Do the same thing for the vehicle you take to the trailhead. One of the greatest dangers of driving in those seasons is black ice. Black ice is clear water that’s frozen onto blacktop, making a slick patch that’s hard to see before you hit it. You should be just as prepared for that as you are for the outdoor adventure.
The most treacherous spots are areas that look dry but are darker than surrounding pavement; low-lying areas that may have caught some run-off water; and bridges and underpasses, which tend to freeze before the rest of the highway. Black ice can occur when the temperature drops to 40 degrees Fahrenheit, above freezing. As the temperature drops, the ice spreads.
Make sure your tires have the traction you’ll need; use snow tires if necessary. Winterize your car like you would your clothing. If you have four-wheel drive, use it, but don’t assume it will save you from black ice. Slow down, and don’t tailgate – that’s just asking for an accident. Anticipate traffic lights and exits, and start to gradually slow down before you would in better weather. Keep an emergency kit (think car first aid) in your car, with items like a folding shovel, sand, and a flashlight.

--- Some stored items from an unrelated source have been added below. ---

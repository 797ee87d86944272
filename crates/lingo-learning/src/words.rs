//! Static recommended-word table, ten words per CEFR level

use serde::Serialize;

use crate::level::CefrLevel;

#[derive(Debug, Clone, Copy, PartialEq, Eq, Serialize)]
pub struct RecommendedWord {
    pub word: &'static str,
    pub meaning: &'static str,
    pub example: &'static str,
}

const fn word(word: &'static str, meaning: &'static str, example: &'static str) -> RecommendedWord {
    RecommendedWord {
        word,
        meaning,
        example,
    }
}

const A1: &[RecommendedWord] = &[
    word("hello", "안녕하세요", "Hello, how are you?"),
    word("book", "책", "I read a book every day."),
    word("water", "물", "I drink water."),
    word("friend", "친구", "She is my friend."),
    word("house", "집", "This is my house."),
    word("family", "가족", "I love my family."),
    word("school", "학교", "I go to school."),
    word("happy", "행복한", "I am happy today."),
    word("food", "음식", "I like Korean food."),
    word("time", "시간", "What time is it?"),
];

const A2: &[RecommendedWord] = &[
    word("important", "중요한", "This is very important."),
    word("different", "다른", "We are different."),
    word("possible", "가능한", "Everything is possible."),
    word("problem", "문제", "We have a problem."),
    word("answer", "답, 대답하다", "I know the answer."),
    word("question", "질문", "Can I ask a question?"),
    word("beautiful", "아름다운", "She is beautiful."),
    word("difficult", "어려운", "This is difficult."),
    word("easy", "쉬운", "English is easy."),
    word("remember", "기억하다", "I remember you."),
];

const B1: &[RecommendedWord] = &[
    word("although", "비록 ~이지만", "Although it rained, we went out."),
    word("achieve", "달성하다", "I want to achieve my goals."),
    word("benefit", "이익, 혜택", "Exercise has many benefits."),
    word("challenge", "도전", "This is a big challenge."),
    word("consider", "고려하다", "I will consider your idea."),
    word("develop", "개발하다, 발전하다", "We need to develop new skills."),
    word("experience", "경험", "I have experience in teaching."),
    word("improve", "개선하다", "I want to improve my English."),
    word("opportunity", "기회", "This is a great opportunity."),
    word("suggest", "제안하다", "I suggest we meet tomorrow."),
];

const B2: &[RecommendedWord] = &[
    word("accomplish", "성취하다", "We can accomplish our goals."),
    word("analyze", "분석하다", "Let me analyze the data."),
    word("appreciate", "감사하다, 감상하다", "I appreciate your help."),
    word("approach", "접근하다, 방법", "We need a new approach."),
    word("assume", "가정하다", "I assume you know this."),
    word("contribute", "기여하다", "Everyone can contribute."),
    word("demonstrate", "증명하다, 시연하다", "Let me demonstrate this."),
    word("establish", "설립하다", "We need to establish rules."),
    word("evaluate", "평가하다", "We should evaluate the results."),
    word("indicate", "나타내다", "The data indicates success."),
];

const C1: &[RecommendedWord] = &[
    word("accomplish", "성취하다", "We accomplished our mission."),
    word("comprehensive", "포괄적인", "This is a comprehensive study."),
    word("contemporary", "현대의", "Contemporary art is interesting."),
    word("distinguish", "구별하다", "Can you distinguish them?"),
    word("elaborate", "상세한, 설명하다", "Please elaborate on this."),
    word("facilitate", "촉진하다", "This will facilitate learning."),
    word("fundamental", "근본적인", "This is fundamental knowledge."),
    word("hypothesis", "가설", "Let me test this hypothesis."),
    word("implement", "구현하다", "We need to implement this plan."),
    word("phenomenon", "현상", "This is an interesting phenomenon."),
];

const C2: &[RecommendedWord] = &[
    word("ambiguous", "모호한", "The statement was ambiguous."),
    word("comprehensive", "포괄적인", "A comprehensive analysis."),
    word("controversial", "논란의 여지가 있는", "This is controversial."),
    word("elaborate", "정교한", "An elaborate design."),
    word("inevitable", "불가피한", "Change is inevitable."),
    word("paradox", "역설", "This is a paradox."),
    word("phenomenon", "현상", "A rare phenomenon."),
    word("sophisticated", "정교한, 세련된", "A sophisticated system."),
    word("ubiquitous", "어디에나 있는", "Technology is ubiquitous."),
    word("versatile", "다재다능한", "A versatile tool."),
];

/// Words suggested for `level`; empty until a level is set.
pub fn recommended_words(level: CefrLevel) -> &'static [RecommendedWord] {
    match level {
        CefrLevel::A1 => A1,
        CefrLevel::A2 => A2,
        CefrLevel::B1 => B1,
        CefrLevel::B2 => B2,
        CefrLevel::C1 => C1,
        CefrLevel::C2 => C2,
        CefrLevel::NotSet => &[],
    }
}

#[cfg(test)]
mod tests {
    use super::*;

    #[test]
    fn test_every_level_has_ten_words() {
        for level in CefrLevel::all() {
            assert_eq!(recommended_words(level).len(), 10, "level {level}");
        }
        assert!(recommended_words(CefrLevel::NotSet).is_empty());
    }

    #[test]
    fn test_words_within_level_are_unique() {
        for level in CefrLevel::all() {
            let words = recommended_words(level);
            for (i, w) in words.iter().enumerate() {
                assert!(!words[i + 1..].iter().any(|o| o.word == w.word));
            }
        }
    }
}
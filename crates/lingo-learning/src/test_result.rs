//! Vocabulary test results

use chrono::{DateTime, Utc};
use serde::{Deserialize, Serialize};
use uuid::Uuid;

use lingo_records::{Identified, RecordKey, RecordStore};

use crate::level::CefrLevel;
use crate::Result;

const TEST_RESULT_CAP: usize = 50;

#[derive(Debug, Clone, Copy, PartialEq, Eq, Serialize, Deserialize)]
#[serde(rename_all = "snake_case")]
pub enum TestKind {
    /// Words from the recommended table for the learner's level
    Recommended,
    /// Words from the learner's own vocabulary book
    MyWords,
}

#[derive(Debug, Clone, PartialEq, Eq, Serialize, Deserialize)]
pub struct WordOutcome {
    pub word: String,
    pub meaning: String,
    pub correct: bool,
}

#[derive(Debug, Clone, PartialEq, Serialize, Deserialize)]
pub struct TestResult {
    pub id: String,
    #[serde(rename = "type")]
    pub kind: TestKind,
    #[serde(default, skip_serializing_if = "Option::is_none")]
    pub level: Option<CefrLevel>,
    pub score: u32,
    pub total: u32,
    pub date: DateTime<Utc>,
    #[serde(default)]
    pub words: Vec<WordOutcome>,
}

impl TestResult {
    /// Correct answers as a rounded percentage; 0 for an empty test.
    pub fn accuracy(&self) -> u32 {
        if self.total == 0 {
            return 0;
        }
        ((self.score as f64 / self.total as f64) * 100.0).round() as u32
    }
}

impl Identified for TestResult {
    fn id(&self) -> &str {
        &self.id
    }
}

#[derive(Debug, Clone, PartialEq, Eq)]
pub struct NewTestResult {
    pub kind: TestKind,
    pub level: Option<CefrLevel>,
    pub score: u32,
    pub total: u32,
    pub words: Vec<WordOutcome>,
}

impl NewTestResult {
    /// Score and total derived from per-word outcomes.
    pub fn from_outcomes(kind: TestKind, level: Option<CefrLevel>, words: Vec<WordOutcome>) -> Self {
        let score = words.iter().filter(|w| w.correct).count() as u32;
        let total = words.len() as u32;
        Self {
            kind,
            level,
            score,
            total,
            words,
        }
    }
}

pub struct TestResultLog {
    store: RecordStore,
}

impl TestResultLog {
    pub fn new(store: RecordStore) -> Self {
        Self { store }
    }

    pub fn list(&self) -> Result<Vec<TestResult>> {
        Ok(self.store.read_or_default(RecordKey::TestResults)?)
    }

    pub fn save(&self, result: NewTestResult) -> Result<TestResult> {
        let result = TestResult {
            id: Uuid::new_v4().to_string(),
            kind: result.kind,
            level: result.level,
            score: result.score,
            total: result.total,
            date: Utc::now(),
            words: result.words,
        };

        let cap = RecordKey::TestResults.cap().unwrap_or(TEST_RESULT_CAP);
        self.store
            .append_capped(RecordKey::TestResults, result.clone(), cap)?;

        tracing::info!(
            kind = ?result.kind,
            score = result.score,
            total = result.total,
            "Saved test result"
        );

        Ok(result)
    }

    pub fn delete(&self, id: &str) -> Result<bool> {
        Ok(self
            .store
            .remove_by_id::<TestResult, _>(RecordKey::TestResults, id)?)
    }
}

impl Clone for TestResultLog {
    fn clone(&self) -> Self {
        Self {
            store: self.store.clone(),
        }
    }
}
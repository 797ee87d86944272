//! In-memory key-value store
//!
//! Used for tests and for ephemeral learners. An optional byte quota
//! reproduces the "storage full" failure of a small browser partition.

use parking_lot::RwLock;
use std::collections::HashMap;
use std::sync::Arc;

use crate::backend::KeyValueStore;
use crate::error::StorageError;
use crate::Result;

#[derive(Default)]
pub struct MemoryStore {
    items: Arc<RwLock<HashMap<String, String>>>,
    /// Maximum total bytes of keys plus values, if bounded
    quota: Option<usize>,
}

impl MemoryStore {
    pub fn new() -> Self {
        Self::default()
    }

    pub fn with_quota(quota: usize) -> Self {
        Self {
            items: Arc::default(),
            quota: Some(quota),
        }
    }

    /// Bytes currently held, counting both keys and values.
    pub fn used_bytes(&self) -> usize {
        self.items
            .read()
            .iter()
            .map(|(k, v)| k.len() + v.len())
            .sum()
    }

    pub fn len(&self) -> usize {
        self.items.read().len()
    }

    pub fn is_empty(&self) -> bool {
        self.items.read().is_empty()
    }
}

impl KeyValueStore for MemoryStore {
    fn get_item(&self, key: &str) -> Result<Option<String>> {
        Ok(self.items.read().get(key).cloned())
    }

    fn set_item(&self, key: &str, value: &str) -> Result<()> {
        let mut items = self.items.write();

        if let Some(quota) = self.quota {
            let replaced = items.get(key).map(|v| key.len() + v.len()).unwrap_or(0);
            let used: usize = items.iter().map(|(k, v)| k.len() + v.len()).sum();
            let requested = key.len() + value.len();

            if used - replaced + requested > quota {
                return Err(StorageError::QuotaExceeded {
                    quota,
                    used,
                    requested,
                });
            }
        }

        items.insert(key.to_string(), value.to_string());
        Ok(())
    }

    fn remove_item(&self, key: &str) -> Result<()> {
        self.items.write().remove(key);
        Ok(())
    }

    fn keys(&self) -> Result<Vec<String>> {
        Ok(self.items.read().keys().cloned().collect())
    }
}

impl Clone for MemoryStore {
    fn clone(&self) -> Self {
        Self {
            items: Arc::clone(&self.items),
            quota: self.quota,
        }
    }
}
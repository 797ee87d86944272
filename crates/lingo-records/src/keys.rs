//! Logical record keys and retention caps

use serde::{Deserialize, Serialize};

#[derive(Debug, Clone, Copy, PartialEq, Eq, Hash, Serialize, Deserialize)]
pub enum RecordKey {
    UserProgress,
    SentenceHistory,
    ConversationHistory,
    AiCoachHistory,
    UserLevel,
    Vocabulary,
    TestResults,
    DiaryEntries,
    WrongAnswers,
    SubjectStatistics,
}

impl RecordKey {
    pub fn as_str(&self) -> &'static str {
        match self {
            RecordKey::UserProgress => "userProgress",
            RecordKey::SentenceHistory => "sentenceHistory",
            RecordKey::ConversationHistory => "conversationHistory",
            RecordKey::AiCoachHistory => "aiCoachHistory",
            RecordKey::UserLevel => "userLevel",
            RecordKey::Vocabulary => "vocabulary",
            RecordKey::TestResults => "testResults",
            RecordKey::DiaryEntries => "diaryEntries",
            RecordKey::WrongAnswers => "wrongAnswers",
            RecordKey::SubjectStatistics => "subjectStatistics",
        }
    }

    /// Retention cap for capped logs; `None` for singletons and unbounded lists.
    pub fn cap(&self) -> Option<usize> {
        match self {
            RecordKey::SentenceHistory => Some(100),
            RecordKey::ConversationHistory => Some(50),
            RecordKey::AiCoachHistory => Some(50),
            RecordKey::TestResults => Some(50),
            _ => None,
        }
    }
}

impl AsRef<str> for RecordKey {
    fn as_ref(&self) -> &str {
        self.as_str()
    }
}

impl std::fmt::Display for RecordKey {
    fn fmt(&self, f: &mut std::fmt::Formatter<'_>) -> std::fmt::Result {
        f.write_str(self.as_str())
    }
}

/// Bare keys written before records were namespaced per user.
pub const LEGACY_KEYS: &[&str] = &[
    "userProgress",
    "sentenceHistory",
    "conversationHistory",
    "aiCoachHistory",
    "userLevel",
    "vocabulary",
    "testResults",
    "diaryEntries",
    "wrongAnswers",
    "myPageStatistics",
];

#[cfg(test)]
mod tests {
    use super::*;

    #[test]
    fn test_caps() {
        assert_eq!(RecordKey::SentenceHistory.cap(), Some(100));
        assert_eq!(RecordKey::ConversationHistory.cap(), Some(50));
        assert_eq!(RecordKey::AiCoachHistory.cap(), Some(50));
        assert_eq!(RecordKey::TestResults.cap(), Some(50));
        assert_eq!(RecordKey::DiaryEntries.cap(), None);
        assert_eq!(RecordKey::UserLevel.cap(), None);
    }

    #[test]
    fn test_legacy_keys_are_never_namespaced_identity() {
        assert!(!LEGACY_KEYS.contains(&crate::UserIdentity::STORAGE_KEY));
    }
}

If you hit black ice, slow down but do NOT hit your brakes quickly or hard, or you’ll skid. Take your foot off the accelerator and change gears to neutral. Try to maneuver smoothly, and if your car spins, turn the steering wheel in the direction of the spin. If you skid, turn in the direction you want to go. If you have anti-lock brakes, don’t pump them; the system should kick in and let you slow down and steer.
With some planning, you can survive black ice after your wilderness adventure. Care for your vehicle like you do for yourself.